● HOW TO COMPLETE THIS TASK
In the records below, count the lines that have "parent" and answer with the number alone.

● SUPPLIED MATERIAL
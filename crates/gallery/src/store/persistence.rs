//! Persistence for the in-memory store - save/load JSON snapshots.

use std::fs::{self, File};
use std::io::{BufReader, BufWriter};
use std::path::{Path, PathBuf};

use chrono::{DateTime, Utc};
use indexmap::IndexMap;
use serde::{Deserialize, Serialize};
use serde_json::Value;

use crate::error::{GalleryError, Result};

use super::memory::MemoryStore;
use super::{Collection, Document, with_id};

/// Current version of the snapshot format.
pub const STORE_FORMAT_VERSION: &str = "1.0.0";

/// Serialized contents of a [`MemoryStore`].
#[derive(Debug, Clone, Serialize, Deserialize)]
pub struct StoreSnapshot {
    /// Version of the snapshot format.
    pub format_version: String,

    /// When the snapshot was taken.
    pub saved_at: DateTime<Utc>,

    /// Documents per collection, in insertion order.
    pub collections: IndexMap<Collection, Vec<Document>>,
}

impl StoreSnapshot {
    /// Number of documents across all collections.
    pub fn document_count(&self) -> usize {
        self.collections.values().map(Vec::len).sum()
    }
}

impl MemoryStore {
    /// Capture every document.
    pub fn snapshot(&self) -> Result<StoreSnapshot> {
        let tables = self.read()?;
        let mut collections = IndexMap::new();
        for collection in Collection::ALL {
            let docs = tables
                .collections
                .get(&collection)
                .map(|docs| {
                    docs.values()
                        .map(|stored| Value::Object(stored.fields.clone()))
                        .collect()
                })
                .unwrap_or_default();
            collections.insert(collection, docs);
        }

        Ok(StoreSnapshot {
            format_version: STORE_FORMAT_VERSION.to_string(),
            saved_at: Utc::now(),
            collections,
        })
    }

    /// Build a transactional store from a snapshot.
    pub fn from_snapshot(snapshot: StoreSnapshot) -> Result<Self> {
        let store = MemoryStore::new();
        {
            let mut tables = store.write()?;
            for (collection, docs) in snapshot.collections {
                for doc in docs {
                    let id = doc
                        .get("id")
                        .and_then(Value::as_str)
                        .map(str::to_string)
                        .ok_or_else(|| {
                            GalleryError::Persistence(format!(
                                "Document without an id in collection '{}'",
                                collection
                            ))
                        })?;
                    let fields = with_id(&id, doc)?;
                    tables.put(collection, &id, fields);
                }
            }
        }
        Ok(store)
    }

    /// Save the store to a JSON file.
    ///
    /// # Example
    ///
    /// ```no_run
    /// # use gallery::MemoryStore;
    /// # fn example(store: &MemoryStore) -> gallery::Result<()> {
    /// store.save("gallery.json")?;
    /// # Ok(())
    /// # }
    /// ```
    pub fn save(&self, path: impl AsRef<Path>) -> Result<()> {
        let path = path.as_ref();
        let snapshot = self.snapshot()?;

        // Create parent directory if needed
        if let Some(parent) = path.parent() {
            if !parent.as_os_str().is_empty() && !parent.exists() {
                fs::create_dir_all(parent).map_err(|e| {
                    GalleryError::Persistence(format!(
                        "Failed to create directory '{}': {}",
                        parent.display(),
                        e
                    ))
                })?;
            }
        }

        let file = File::create(path).map_err(|e| {
            GalleryError::Persistence(format!(
                "Failed to create file '{}': {}",
                path.display(),
                e
            ))
        })?;

        let writer = BufWriter::new(file);
        serde_json::to_writer_pretty(writer, &snapshot).map_err(|e| {
            GalleryError::Persistence(format!("Failed to serialize store snapshot: {}", e))
        })?;

        Ok(())
    }

    /// Load a store from a JSON file.
    pub fn load(path: impl AsRef<Path>) -> Result<Self> {
        let snapshot = read_snapshot(path.as_ref())?;
        Self::from_snapshot(snapshot)
    }

    /// Save with version history.
    ///
    /// Copies the existing file into a `.history` directory, named by the
    /// time it was saved, before writing the new snapshot.
    ///
    /// ```text
    /// data/
    /// ├── gallery.json                  # Current version
    /// └── gallery.history/
    ///     └── 2024-12-30T10-00-00.json  # Previous version
    /// ```
    pub fn save_with_history(&self, path: impl AsRef<Path>) -> Result<()> {
        let path = path.as_ref();

        if path.exists() {
            archive_current(path)?;
        }

        self.save(path)
    }

    /// List all historical snapshots, newest first.
    pub fn list_history(path: impl AsRef<Path>) -> Result<Vec<PathBuf>> {
        let history_dir = history_directory(path.as_ref());

        if !history_dir.exists() {
            return Ok(Vec::new());
        }

        let mut entries: Vec<PathBuf> = fs::read_dir(&history_dir)
            .map_err(|e| {
                GalleryError::Persistence(format!(
                    "Failed to read history directory '{}': {}",
                    history_dir.display(),
                    e
                ))
            })?
            .filter_map(|entry| entry.ok())
            .map(|entry| entry.path())
            .filter(|path| path.extension().is_some_and(|ext| ext == "json"))
            .collect();

        // Sort by filename (timestamp) descending
        entries.sort_by(|a, b| b.cmp(a));

        Ok(entries)
    }

    /// Load a specific historical snapshot (0 = newest).
    pub fn load_history(path: impl AsRef<Path>, index: usize) -> Result<Self> {
        let history = Self::list_history(&path)?;

        let history_path = history.get(index).ok_or_else(|| {
            GalleryError::Persistence(format!(
                "History version {} not found (only {} versions available)",
                index,
                history.len()
            ))
        })?;

        Self::load(history_path)
    }
}

fn read_snapshot(path: &Path) -> Result<StoreSnapshot> {
    let file = File::open(path).map_err(|e| {
        GalleryError::Persistence(format!("Failed to open file '{}': {}", path.display(), e))
    })?;

    let reader = BufReader::new(file);
    serde_json::from_reader(reader).map_err(|e| {
        GalleryError::Persistence(format!(
            "Failed to parse store snapshot '{}': {}",
            path.display(),
            e
        ))
    })
}

fn archive_current(path: &Path) -> Result<()> {
    let history_dir = history_directory(path);

    if !history_dir.exists() {
        fs::create_dir_all(&history_dir).map_err(|e| {
            GalleryError::Persistence(format!(
                "Failed to create history directory '{}': {}",
                history_dir.display(),
                e
            ))
        })?;
    }

    let existing = read_snapshot(path)?;
    let timestamp = existing.saved_at.format("%Y-%m-%dT%H-%M-%S%.3f").to_string();
    let history_file = history_dir.join(format!("{}.json", timestamp));

    fs::copy(path, &history_file).map_err(|e| {
        GalleryError::Persistence(format!(
            "Failed to archive '{}' to '{}': {}",
            path.display(),
            history_file.display(),
            e
        ))
    })?;

    Ok(())
}

/// Get the history directory for a snapshot file.
fn history_directory(path: &Path) -> PathBuf {
    let stem = path.file_stem().unwrap_or_default().to_string_lossy();
    let parent = path.parent().unwrap_or(Path::new("."));

    parent.join(format!("{}.history", stem))
}
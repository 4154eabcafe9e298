//! Moving one artwork between placements while keeping every back reference
//! in step with it.

use std::collections::BTreeSet;

use tracing::debug;

use crate::curation;
use crate::error::Result;
use crate::model::{Artwork, Assignment, Transition};
use crate::relation::Relation;
use crate::store::{Collection, Predicate};

use super::session::StoreAccess;
use super::workset::WorkSet;

/// Drive an artwork through `transition`.
///
/// Leaves the show and location it no longer references, joins the ones
/// an acceptance names, and records exhibition history for `MarkShown`.
/// The artwork itself must exist; missing shows or locations are warnings.
pub(crate) fn transition(
    ws: &mut WorkSet<'_>,
    artwork_id: &str,
    transition: &Transition,
) -> Result<Artwork> {
    let artwork = ws.require::<Artwork>(artwork_id)?;
    let previous = artwork.assignment.clone();
    let artist_id = artwork.artist_id.clone();
    let next = previous.apply(transition)?;

    debug!(
        artwork = artwork_id,
        transition = transition.name(),
        from = previous.status().as_str(),
        to = next.status().as_str(),
        "applying transition"
    );

    leave(ws, artwork_id, &previous, &next)?;

    match &next {
        Assignment::Accepted {
            show_id,
            location_id,
        } => join(ws, artwork_id, &artist_id, show_id, location_id.as_deref())?,
        Assignment::Shown { show_id, .. } => {
            ws.require::<Artwork>(artwork_id)?
                .been_in_shows
                .push_unless_last(show_id);
        }
        Assignment::None | Assignment::Rejected => {}
    }

    let artwork = ws.require::<Artwork>(artwork_id)?;
    artwork.assignment = next;
    Ok(artwork.clone())
}

/// Drop memberships the new assignment no longer backs.
fn leave(
    ws: &mut WorkSet<'_>,
    artwork_id: &str,
    previous: &Assignment,
    next: &Assignment,
) -> Result<()> {
    let same_show = previous.show_id().is_some() && previous.show_id() == next.show_id();

    if let Some(show_id) = previous.show_id() {
        if !same_show {
            ws.remove_member(Relation::ShowArtworks, show_id, artwork_id)?;
            curation::remove_from_order(ws, show_id, artwork_id)?;
        }
    }
    if let Some(location_id) = previous.location_id() {
        if !same_show || next.location_id() != Some(location_id) {
            ws.remove_member(Relation::LocationArtworks, location_id, artwork_id)?;
        }
    }
    Ok(())
}

/// Add an accepted artwork (and its artist) to the show and location.
fn join(
    ws: &mut WorkSet<'_>,
    artwork_id: &str,
    artist_id: &str,
    show_id: &str,
    location_id: Option<&str>,
) -> Result<()> {
    ws.add_member(Relation::ShowArtworks, show_id, artwork_id)?;
    ws.add_member(Relation::ShowArtists, show_id, artist_id)?;
    curation::append_to_order(ws, show_id, artwork_id)?;

    if let Some(location_id) = location_id {
        ws.add_member(Relation::LocationArtworks, location_id, artwork_id)?;
        ws.add_member(Relation::LocationArtists, location_id, artist_id)?;
    }
    Ok(())
}

/// Drop an artwork from every show and location in `holders` that its
/// current assignment does not back.
///
/// Repairs arrays left behind when an earlier run of an operation wrote the
/// artwork but failed before its shows or locations.
pub(crate) fn sweep(ws: &mut WorkSet<'_>, artwork_id: &str, holders: &Footprint) -> Result<()> {
    let artwork = ws.require::<Artwork>(artwork_id)?;
    let show = artwork.artshow_id().map(str::to_string);
    let location = artwork.location_id().map(str::to_string);

    for show_id in &holders.shows {
        if show.as_ref() != Some(show_id) {
            ws.remove_member(Relation::ShowArtworks, show_id, artwork_id)?;
            curation::remove_from_order(ws, show_id, artwork_id)?;
        }
    }
    for location_id in &holders.locations {
        if location.as_ref() != Some(location_id) {
            ws.remove_member(Relation::LocationArtworks, location_id, artwork_id)?;
        }
    }
    Ok(())
}

/// A set of shows and locations: the ones an artist's artworks were placed
/// in, or the ones whose arrays list an artwork.
#[derive(Debug, Clone, Default)]
pub(crate) struct Footprint {
    pub(crate) shows: BTreeSet<String>,
    pub(crate) locations: BTreeSet<String>,
}

impl Footprint {
    /// Query the shows and locations whose arrays list `artwork_id`.
    pub(crate) fn find(access: &StoreAccess<'_>, artwork_id: &str) -> Result<Self> {
        let mut found = Footprint::default();
        for relation in [Relation::ShowArtworks, Relation::ShowOrder] {
            found.shows.extend(access.query_ids(
                Collection::Shows,
                &Predicate::all().contains(relation.field(), artwork_id),
            )?);
        }
        found.locations.extend(access.query_ids(
            Collection::Locations,
            &Predicate::all().contains(Relation::LocationArtworks.field(), artwork_id),
        )?);
        Ok(found)
    }

    pub(crate) fn extend(&mut self, other: &Footprint) {
        self.shows.extend(other.shows.iter().cloned());
        self.locations.extend(other.locations.iter().cloned());
    }

    pub(crate) fn record(&mut self, assignment: &Assignment) {
        if let Some(show_id) = assignment.show_id() {
            self.shows.insert(show_id.to_string());
        }
        if let Some(location_id) = assignment.location_id() {
            self.locations.insert(location_id.to_string());
        }
    }

    /// Remove the artist from every recorded show and location except the
    /// ones it is staying in.
    pub(crate) fn release(
        &self,
        ws: &mut WorkSet<'_>,
        artist_id: &str,
        keep_show: Option<&str>,
        keep_location: Option<&str>,
    ) -> Result<()> {
        for show_id in &self.shows {
            if Some(show_id.as_str()) != keep_show {
                ws.remove_member(Relation::ShowArtists, show_id, artist_id)?;
            }
        }
        for location_id in &self.locations {
            if Some(location_id.as_str()) != keep_location {
                ws.remove_member(Relation::LocationArtists, location_id, artist_id)?;
            }
        }
        Ok(())
    }
}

● ANSWER
7